A colleague of mine, Geert (whose name everybody seems to be mispronouncing), had a very interesting thought today about "sales" and "marketing".

He defined "marketing" as a service.  Marketing as he defined it is helping people decide - whilst sales is all about helping people buy.

Which I thought were neat ideas.

Imagine:  If we redefined marketing in all its forms as "helping people decide" rather than "making people buy things they don't need" or "positioning products to meet human needs that they never thought existed" or "creating demand", perhaps that is when we start to think about marketing differently.

We think of marketing and its affiliate disciplines as "in the service of the people" - rather than of the company's bottomline.

I am sure that there will be someone (and perhaps, a part of me would do the same thing) who would say that "marketing is all about creating dollars and driving shareholder value" - but come to think of it, that's not just marketing's goal: it's the entire firm's goal to create revenues and profits and drive shareholder value.

Marketing as a service.

Marketing as a way to help people decide.

What a neat idea.


Marketing_decisions
Photo Source is from here - from Ze Eduardo

10 February 2008

Marketing Analytics...

 

Whilst I no longer am directly involved in the business of marketing analytics, I still hold this topic close to my heart.  I think that a lot of advertisers - and media and advertising companies - are still wasting their money on campaigns that are borne out of briefs that say "we want to create awareness of our new campaign" and "the boss wants me to put this on the front page of this newspaper title".

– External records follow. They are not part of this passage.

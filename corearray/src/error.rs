//! Unified error types for the crate.

/// Convenience alias used throughout the crate.
pub type Result<T> = std::result::Result<T, Error>;

/// Top-level error type.
///
/// Extraction itself is infallible: degenerate inputs (empty array, skip
/// beyond the end) normalize to an empty result. Errors can only arise when
/// adopting a raw handle from the core's C boundary.
#[derive(Debug, Clone, Copy, thiserror::Error)]
pub enum Error {
    /// The core handed over a null array handle.
    #[error("unexpected null array handle from core")]
    NullPointer,

    /// An accessor table entry required by the adapter was missing.
    #[error("missing core accessor: {0}")]
    NullFunction(&'static str),
}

I also think that optimum is the operative word - not maximum.

Just because you can buy all the Thursday full-page, 4color ads every single week of the next five years on the leading newspaper at a significant discount level - and claiming that it is effective because "it's what we've been doing for the last 20 years and our sales have always been the same" - is simply not the right approach to advertising or communications planning.

What if you had the chance to save money?  Ad analytics would be able to do that - but I guess, it takes courage and gumption to even test it out for a week or a couple of weeks.

Anyway, here is a video that I found on PodTech.Net on the topic of advertising analytics.  It's an interesting introduction - but I think that there is too much reliance on data - 2 years' worth of (weekly, I am guessing) data in order to generate decisions is just simply too much.  I know, I know - but there must be another way  to really implement more accountability in the world of communications planning.

09 February 2008

Ads I liked - The Coke Side of Life

I liked this ad.  Don't ask me why.  I guess, it's because (1) I like Coke and have been drinking Coke since I was young (though I have stopped drinking Coke now - my doc says it's "bad for my hyperacidic stomach" and my personal trainer says it's full of "empty calories"), and (2) I like Charlie Brown.  That Charlie finally got the better end of the deal makes me feel, uhm, warm and fuzzy.  There's hope for us good people!